手しごとの原点を見据えてきた稀有なマーケットが10年問い続けてきたこと
自身のミッドライフクライシスに向き合い、新たな挑戦へ
尾見さん自身は54歳。3人の子どもたちも独り立ちし、年齢的にはまさにミッドライフクライシスに陥りやすいと言われる時期。
「今まさに更年期障害真っ最中なので、わたしもミッドライフクライシスの一員です。これまではホットフラッシュだけでしたが、最近は気持ちがざわつくことがあって。でも、そこに意識を集中するのではなく、ちょっと見て、でも見ぬふりをして、温泉に行ったりマッサージに行ったり。鍼灸と漢方は続けながら、信頼している友人の「これが効く」というポジティブな提案には一度はのることにしています。そもそも何もかもが順調な人生なんてないと思うのです。人生は修業。そのために生まれてきたと思うようにしているので、いろいろあって当たり前。何事も、お、ついに来たかという感じで受け止めています。
子どもたちも全員成人しましたが、心配なことや辛いことはいまだにあって、そのたびにどうしても気持ちは揺れてしまいます。
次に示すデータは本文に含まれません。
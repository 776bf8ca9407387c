use std::sync::Arc;

use async_trait::async_trait;
use auth::Authenticator;
use auth::Claims;

use crate::domain::authentication::errors::AuthenticationError;
use crate::domain::authentication::models::AuthenticatedUser;
use crate::domain::authentication::models::LoginCommand;
use crate::domain::authentication::models::SignUpCommand;
use crate::domain::authentication::ports::AuthenticationServicePort;
use crate::domain::user::errors::UserError;
use crate::domain::user::models::CreateUserCommand;
use crate::domain::user::models::User;
use crate::domain::user::models::UserId;
use crate::domain::user::models::UserRole;
use crate::domain::user::ports::UserServicePort;

/// Authentication service built on top of the user service.
pub struct AuthenticationService<US>
where
    US: UserServicePort,
{
    user_service: Arc<US>,
    authenticator: Arc<Authenticator>,
    access_token_ttl_minutes: i64,
}

impl<US> AuthenticationService<US>
where
    US: UserServicePort,
{
    pub fn new(
        user_service: Arc<US>,
        authenticator: Arc<Authenticator>,
        access_token_ttl_minutes: i64,
    ) -> Self {
        Self {
            user_service,
            authenticator,
            access_token_ttl_minutes,
        }
    }

    fn claims_for(&self, user: &User) -> Claims {
        Claims::for_user(
            user.id.0,
            user.email.as_str(),
            user.first_name.as_str(),
            user.last_name.as_str(),
            self.access_token_ttl_minutes,
        )
    }

    fn issue_token(&self, user: &User) -> Result<String, AuthenticationError> {
        self.authenticator
            .issue_token(&self.claims_for(user))
            .map_err(|e| AuthenticationError::TokenIssuance(e.to_string()))
    }
}

/// Credentials of an `Authorization: Bearer <token>` header, scheme matched
/// case-insensitively.
fn bearer_token(authorization: &str) -> Option<&str> {
    let (scheme, credentials) = authorization.trim().split_once(' ')?;
    let credentials = credentials.trim();

    if scheme.eq_ignore_ascii_case("bearer") && !credentials.is_empty() {
        Some(credentials)
    } else {
        None
    }
}

#[async_trait]
impl<US> AuthenticationServicePort for AuthenticationService<US>
where
    US: UserServicePort,
{
    async fn sign_up(
        &self,
        command: SignUpCommand,
    ) -> Result<AuthenticatedUser, AuthenticationError> {
        let user = self
            .user_service
            .create_user(CreateUserCommand {
                email: command.email,
                first_name: command.first_name,
                last_name: command.last_name,
                password: command.password,
                role: UserRole::default(),
            })
            .await
            .map_err(|e| match e {
                UserError::EmailAlreadyExists(email) => AuthenticationError::EmailAlreadyExists(email),
                other => AuthenticationError::User(other),
            })?;

        let access_token = self.issue_token(&user)?;

        Ok(AuthenticatedUser { user, access_token })
    }

    async fn login(&self, command: LoginCommand) -> Result<AuthenticatedUser, AuthenticationError> {
        let user = self
            .user_service
            .get_user_by_email(&command.email)
            .await
            .map_err(|e| match e {
                UserError::NotFoundByEmail(email) => AuthenticationError::UserNotFound(email),
                other => AuthenticationError::User(other),
            })?;

        let authenticator = Arc::clone(&self.authenticator);
        let claims = self.claims_for(&user);
        let password_hash = user.password_hash.clone();
        let password = command.password;

        let result = tokio::task::spawn_blocking(move || {
            authenticator.authenticate(password.expose(), &password_hash, &claims)
        })
        .await
        .map_err(|e| AuthenticationError::TokenIssuance(e.to_string()))?;

        match result {
            Ok(authenticated) => {
                tracing::info!(user_id = %user.id, "User logged in");
                Ok(AuthenticatedUser {
                    user,
                    access_token: authenticated.access_token,
                })
            }
            Err(auth::AuthenticationError::InvalidCredentials) => {
                tracing::warn!(user_id = %user.id, "Login rejected: wrong password");
                Err(AuthenticationError::InvalidCredentials)
            }
            Err(auth::AuthenticationError::JwtError(e)) => {
                Err(AuthenticationError::TokenIssuance(e.to_string()))
            }
        }
    }

    async fn resolve(&self, authorization: Option<&str>) -> Result<User, AuthenticationError> {
        let token = authorization
            .and_then(bearer_token)
            .ok_or(AuthenticationError::Unauthorized)?;

        let claims = self
            .authenticator
            .verify_token(token)
            .ok_or(AuthenticationError::Unauthorized)?;

        match self.user_service.get_user(&UserId(claims.user_id)).await {
            Ok(user) => Ok(user),
            Err(UserError::NotFound(_)) => {
                tracing::debug!(user_id = claims.user_id, "Token refers to a missing user");
                Err(AuthenticationError::Unauthorized)
            }
            Err(e) => Err(e.into()),
        }
    }
}

#[cfg(test)]
mod tests {
    use super::*;
    use crate::domain::errors::RepositoryError;
    use crate::domain::testing::user_fixture;
    use crate::domain::testing::MockUserService;
    use crate::domain::user::models::EmailAddress;
    use crate::domain::user::models::Password;
    use crate::domain::user::models::PersonName;

    const SECRET: &[u8] = b"test_secret_key_at_least_32_bytes!";

    fn service(user_service: MockUserService) -> AuthenticationService<MockUserService> {
        AuthenticationService::new(
            Arc::new(user_service),
            Arc::new(Authenticator::new(SECRET)),
            60,
        )
    }

    fn user_with_password(id: i64, email: &str, password: &str) -> User {
        let mut user = user_fixture(id, email);
        user.password_hash = auth::PasswordHasher::new().hash(password).unwrap();
        user
    }

    fn login(email: &str, password: &str) -> LoginCommand {
        LoginCommand {
            email: EmailAddress::new(email.to_string()).unwrap(),
            password: Password::new(password.to_string()).unwrap(),
        }
    }

    #[test]
    fn test_bearer_token_parsing() {
        assert_eq!(bearer_token("Bearer abc"), Some("abc"));
        assert_eq!(bearer_token("bearer abc"), Some("abc"));
        assert_eq!(bearer_token("  BEARER   abc "), Some("abc"));
        assert_eq!(bearer_token("Bearer "), None);
        assert_eq!(bearer_token("Bearer"), None);
        assert_eq!(bearer_token("Basic abc"), None);
        assert_eq!(bearer_token("abc"), None);
    }

    #[tokio::test]
    async fn test_sign_up_uses_default_role_and_issues_token() {
        let mut user_service = MockUserService::new();
        user_service
            .expect_create_user()
            .withf(|command| command.role == UserRole::Admin)
            .times(1)
            .returning(|command| Ok(user_fixture(1, command.email.as_str())));

        let service = service(user_service);

        let authenticated = service
            .sign_up(SignUpCommand {
                email: EmailAddress::new("bob@example.com".to_string()).unwrap(),
                first_name: PersonName::new("Bob".to_string()).unwrap(),
                last_name: PersonName::new("Feta".to_string()).unwrap(),
                password: Password::new("password".to_string()).unwrap(),
            })
            .await
            .expect("Sign-up should succeed");

        let claims = Authenticator::new(SECRET)
            .verify_token(&authenticated.access_token)
            .expect("Issued token should verify");
        assert_eq!(claims.user_id, 1);
        assert_eq!(claims.email, "bob@example.com");
    }

    #[tokio::test]
    async fn test_sign_up_duplicate_email() {
        let mut user_service = MockUserService::new();
        user_service
            .expect_create_user()
            .returning(|command| Err(UserError::EmailAlreadyExists(command.email.to_string())));

        let result = service(user_service)
            .sign_up(SignUpCommand {
                email: EmailAddress::new("bob@example.com".to_string()).unwrap(),
                first_name: PersonName::new("Bob".to_string()).unwrap(),
                last_name: PersonName::new("Feta".to_string()).unwrap(),
                password: Password::new("password".to_string()).unwrap(),
            })
            .await;

        assert!(matches!(result, Err(AuthenticationError::EmailAlreadyExists(_))));
    }

    #[tokio::test]
    async fn test_login_success() {
        let mut user_service = MockUserService::new();
        user_service
            .expect_get_user_by_email()
            .returning(|email| Ok(user_with_password(3, email.as_str(), "password")));

        let authenticated = service(user_service)
            .login(login("bob@example.com", "password"))
            .await
            .expect("Login should succeed");

        assert_eq!(authenticated.user.id, UserId(3));
        assert!(!authenticated.access_token.is_empty());
    }

    #[tokio::test]
    async fn test_login_wrong_password() {
        let mut user_service = MockUserService::new();
        user_service
            .expect_get_user_by_email()
            .returning(|email| Ok(user_with_password(3, email.as_str(), "password")));

        let result = service(user_service)
            .login(login("bob@example.com", "wrong-password"))
            .await;

        assert!(matches!(result, Err(AuthenticationError::InvalidCredentials)));
    }

    #[tokio::test]
    async fn test_login_unknown_email() {
        let mut user_service = MockUserService::new();
        user_service
            .expect_get_user_by_email()
            .returning(|email| Err(UserError::NotFoundByEmail(email.to_string())));

        let result = service(user_service)
            .login(login("ghost@example.com", "password"))
            .await;

        assert!(matches!(result, Err(AuthenticationError::UserNotFound(_))));
    }

    #[tokio::test]
    async fn test_resolve_valid_token() {
        let mut user_service = MockUserService::new();
        user_service
            .expect_get_user()
            .withf(|id| *id == UserId(5))
            .returning(|id| Ok(user_fixture(id.0, "bob@example.com")));

        let service = service(user_service);
        let token = service.issue_token(&user_fixture(5, "bob@example.com")).unwrap();
        let header = format!("Bearer {token}");

        let user = service.resolve(Some(&header)).await.unwrap();
        assert_eq!(user.id, UserId(5));
    }

    #[tokio::test]
    async fn test_resolve_rejects_missing_and_malformed_tokens() {
        let mut user_service = MockUserService::new();
        user_service.expect_get_user().times(0);
        let service = service(user_service);

        for header in [None, Some("Bearer"), Some("Token abc"), Some("Bearer not.a.jwt")] {
            let result = service.resolve(header).await;
            assert!(
                matches!(result, Err(AuthenticationError::Unauthorized)),
                "header {header:?}"
            );
        }
    }

    #[tokio::test]
    async fn test_resolve_rejects_expired_token() {
        let mut user_service = MockUserService::new();
        user_service.expect_get_user().times(0);
        let service = service(user_service);

        let claims = Claims::for_user(5, "bob@example.com", "Bob", "Feta", 0);
        let token = Authenticator::new(SECRET).issue_token(&claims).unwrap();

        let result = service.resolve(Some(&format!("Bearer {token}"))).await;
        assert!(matches!(result, Err(AuthenticationError::Unauthorized)));
    }

    #[tokio::test]
    async fn test_resolve_rejects_token_of_deleted_user() {
        let mut user_service = MockUserService::new();
        user_service
            .expect_get_user()
            .returning(|id| Err(UserError::NotFound(id.to_string())));

        let service = service(user_service);
        let token = service.issue_token(&user_fixture(5, "bob@example.com")).unwrap();

        let result = service.resolve(Some(&format!("Bearer {token}"))).await;
        assert!(matches!(result, Err(AuthenticationError::Unauthorized)));
    }

    #[tokio::test]
    async fn test_resolve_propagates_database_failures() {
        let mut user_service = MockUserService::new();
        user_service.expect_get_user().returning(|_| {
            Err(UserError::Repository(RepositoryError::Database(
                "pool timed out".to_string(),
            )))
        });

        let service = service(user_service);
        let token = service.issue_token(&user_fixture(5, "bob@example.com")).unwrap();

        let result = service.resolve(Some(&format!("Bearer {token}"))).await;
        assert!(matches!(result, Err(AuthenticationError::User(_))));
    }
}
でも、仕事で忙しくしていると、そこに自分の思考も気持ちも割けないし、忙しくしているなかでブレイクスルーのきっかけみたいなものが訪れるんですよね。
『TRACING THE ROOTS』に限らず、それぞれの事業が大変ですが、頑張ったら頑張った分だけ、直接ではないにしても思いがけないところからお返しがもらえるような気はしています。『TRACING THE ROOTS』は、わたしにとって大切なイベントで得難い経験。ものすごく成長させてもらったと思っていますが、執着はしません。常に新しいことに挑戦していたいんです」
これから先のマザーディクショナリーの活動も見逃せませんが、まずは最後の「TRACING THE ROOTS」にぜひ足を運び、自分なりの視点で見て、自分なりの感触で触れてみて、何かを感じてみてはいかがでしょうか。
[*1] 1989年創刊。さまざまなアーティストやクリエイターらを起用、東京のカルチャーシーンをビビッドに伝える、当時としては画期的なフリーペーパーだった。現在は『freedom dictionary』となり、219号が最新(210号より有料化)。 [*2] インドのキルトやモロッコのベニワレンなど、インテリアを飾るテキスタイルアイテムを数多く扱い、日本中の布好きが集まる人気ショップ。大阪にもショップがあり、博多では、アフリカやインド、アジアンなどで買い付けた民芸品やベルギーやフランスのアンティーク雑貨や自然物のオブジェなどを扱う「モアライト」、世界のかごを扱う「1834」も手掛ける。